Die Forschung am Frankfurter Max-Planck-Institut für europäische Rechtsgeschichte soll nicht nur aufdecken, wie die Regierungen über mehr als zwei Jahrzehnte den Luxemburger Kompromiss als Instrument zur Durchsetzung „nationaler Interessen“ nutzten. Vielmehr gilt es, das politische Kalkül der Regierungen zu verstehen, die mit der „Veto-Option“ die europäische Einigung kontrollieren und die Ausweitung und Vertiefung des Europarechts beherrschbar machen wollten. Diese Bemühungen der Regierungen wurden schließlich von einer lebhaften Reformdebatte untergraben, die nicht nur die „institutionelle Stärke“ und „Zukunftsfestigkeit“ der Gemeinschaftsarchitektur problematisierte, sondern auch die Frage der „Demokratisierung“ und „Parlamentarisierung“ sowie die Optionen einer abgestuften Integration, bei der kerneuropäische Länder „vorangehen“. Die Erforschung dieser Reformdebatte wird viel zum Verständnis der staatenübergreifenden „europäischen Gesellschaft“ beitragen, in der sich Beamtinnen und Experten, Journalistinnen, Wissenschaftler und Lobbyistinnen zusammenfinden. Sie bevölkern heute nicht nur selbstverständlich das Brüsseler EU-Viertel, sondern haben ein historisch gewachsenes Beziehungsgeflecht über ganz Europa gespannt und sich Gehör bei den Regierungen verschafft.
Insgesamt ergibt sich aus den Frankfurter Forschungen eine vielschichtige Geschichte des „Europas vor Maastricht“ mit all seinen Kämpfen, Sternstunden, vertanen Chancen, historischen Lasten und endlosen Debatten in langen Brüsseler Nächten.
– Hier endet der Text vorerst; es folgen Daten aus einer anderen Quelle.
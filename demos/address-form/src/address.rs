//! The address form rendered by the demo.
//!
//! A street and zip text field plus the billing/mailing radio group, with
//! the submitted values and validation messages a failed save would leave
//! behind.

use a11y_forms::{FieldErrors, FormContext, InputOptions, RadioOption, SafeHtml};
use a11y_forms_core::FormsResult;

/// A submitted address whose zip failed validation.
pub struct AddressSubmission {
    pub street: String,
    pub zip: String,
    pub address_type: String,
}

impl AddressSubmission {
    pub fn sample() -> Self {
        Self {
            street: "1 Main St".to_string(),
            zip: String::new(),
            address_type: "mailing".to_string(),
        }
    }

    /// Validates the submission the way the model would.
    pub fn errors(&self) -> FieldErrors {
        let mut errors = FieldErrors::new();
        if self.street.trim().is_empty() {
            errors.add("street", "can't be blank");
        }
        if self.zip.trim().is_empty() {
            errors.add("zip", "can't be blank");
        }
        if !self.zip.chars().all(|c| c.is_ascii_digit()) || self.zip.len() != 5 {
            errors.add("zip", "must be five digits");
        }
        if !["billing", "mailing"].contains(&self.address_type.as_str()) {
            errors.add("type", "is not included in the list");
        }
        errors
    }
}

fn address_types() -> Vec<RadioOption> {
    vec![
        RadioOption::new("billing", "Billing Address"),
        RadioOption::new("mailing", "Mailing Address"),
    ]
}

/// Renders the whole form body.
pub fn render(form: &FormContext<'_>) -> FormsResult<SafeHtml> {
    let parts = [
        form.text_field("street", &InputOptions::new().class("wide"))?,
        form.text_field(
            "zip",
            &InputOptions::new().placeholder("12345").flag("required"),
        )?,
        form.radio_group("type", &address_types())?,
    ];
    Ok(SafeHtml::concat(parts.iter()))
}
//! Per-render form state.
//!
//! A page template does not hand the renderer a model; it builds a
//! [`FormContext`] holding the model's current values and validation
//! messages, then asks it for one field at a time. The context turns each
//! request into a [`FieldDescriptor`] and delegates to the
//! [`AccessibleFieldRenderer`].
//!
//! With a prefix (the model's name), html names become `prefix[field]` and
//! ids `prefix_field`, while labels and error lookups keep using the bare
//! field name.

use std::collections::HashMap;

use a11y_forms_core::error::{FormsError, FormsResult};
use a11y_forms_core::utils::text::humanize;

use crate::field::{FieldDescriptor, FieldKind, RadioOption};
use crate::field_errors::FieldErrors;
use crate::markup::SafeHtml;
use crate::renderer::AccessibleFieldRenderer;
use crate::widgets::InputOptions;

/// Explicit form state for one render pass.
///
/// # Examples
///
/// ```
/// use a11y_forms::field_errors::FieldErrors;
/// use a11y_forms::form::FormContext;
/// use a11y_forms::renderer::AccessibleFieldRenderer;
/// use a11y_forms::widgets::InputOptions;
///
/// let renderer = AccessibleFieldRenderer::default();
/// let errors: FieldErrors = [("zip", "can't be blank")].into_iter().collect();
/// let form = FormContext::new(&renderer).prefix("address").errors(errors);
///
/// let html = form.text_field("zip", &InputOptions::new()).unwrap();
/// assert!(html.as_str().starts_with(r#"<label for="address_zip">"#));
/// assert!(html.as_str().contains("can't be blank"));
/// ```
#[derive(Debug)]
pub struct FormContext<'r> {
    renderer: &'r AccessibleFieldRenderer,
    prefix: Option<String>,
    values: HashMap<String, String>,
    errors: FieldErrors,
}

impl<'r> FormContext<'r> {
    /// Creates an empty context rendering through `renderer`.
    pub fn new(renderer: &'r AccessibleFieldRenderer) -> Self {
        Self {
            renderer,
            prefix: None,
            values: HashMap::new(),
            errors: FieldErrors::new(),
        }
    }

    /// Namespaces html names under `prefix`.
    #[must_use]
    pub fn prefix(mut self, prefix: impl Into<String>) -> Self {
        let prefix = prefix.into();
        self.prefix = if prefix.trim().is_empty() {
            None
        } else {
            Some(prefix)
        };
        self
    }

    /// Sets the current value of a field.
    #[must_use]
    pub fn value(mut self, field: impl Into<String>, value: impl Into<String>) -> Self {
        self.values.insert(field.into(), value.into());
        self
    }

    /// Replaces all current values.
    #[must_use]
    pub fn values(mut self, values: HashMap<String, String>) -> Self {
        self.values = values;
        self
    }

    /// Sets the validation messages.
    #[must_use]
    pub fn errors(mut self, errors: FieldErrors) -> Self {
        self.errors = errors;
        self
    }

    /// Returns the context's validation messages.
    pub const fn field_errors(&self) -> &FieldErrors {
        &self.errors
    }

    /// Returns the html `name` for a field.
    pub fn html_name(&self, field: &str) -> String {
        match &self.prefix {
            Some(p) => format!("{p}[{field}]"),
            None => field.to_string(),
        }
    }

    /// Builds the descriptor the renderer receives for `field`.
    pub fn descriptor(&self, field: &str, kind: FieldKind) -> FieldDescriptor {
        let mut descriptor = FieldDescriptor::new(self.html_name(field), kind)
            .label(humanize(field))
            .with_errors_from(&self.errors, field);
        if let Some(value) = self.values.get(field) {
            descriptor = descriptor.value(value.as_str());
        }
        descriptor
    }

    /// Renders a labelled text field.
    ///
    /// # Errors
    ///
    /// Propagates contract violations from the renderer (e.g. a blank field
    /// name).
    pub fn text_field(&self, field: &str, options: &InputOptions) -> FormsResult<SafeHtml> {
        require_field(field)?;
        let descriptor = self.descriptor(field, FieldKind::Text);
        self.renderer.render_text_field(&descriptor, options)
    }

    /// Renders a radio group in a fieldset.
    ///
    /// # Errors
    ///
    /// Propagates contract violations from the renderer (e.g. a blank field
    /// name).
    pub fn radio_group(&self, field: &str, options: &[RadioOption]) -> FormsResult<SafeHtml> {
        require_field(field)?;
        let descriptor = self.descriptor(field, FieldKind::RadioGroup);
        self.renderer.render_radio_group(&descriptor, options)
    }
}

/// Rejects a blank field name before any prefix is applied.
fn require_field(field: &str) -> FormsResult<()> {
    if field.trim().is_empty() {
        return Err(FormsError::ContractViolation(
            "form field name is blank".to_string(),
        ));
    }
    Ok(())
}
Die damals aufgeworfenen großen Fragen beherrschen seit einigen Jahren wieder die EU-Politik. Künftige politikwissenschaftliche, historische und juristische Forschungen zur Euro- und Staatsschuldenkrise, zur Flüchtlingskrise und zum Ausscheiden des Vereinigten Königreiches aus der EU werden auf den grundlegenden Erkenntnissen der Frankfurter Forschungen aufbauen können.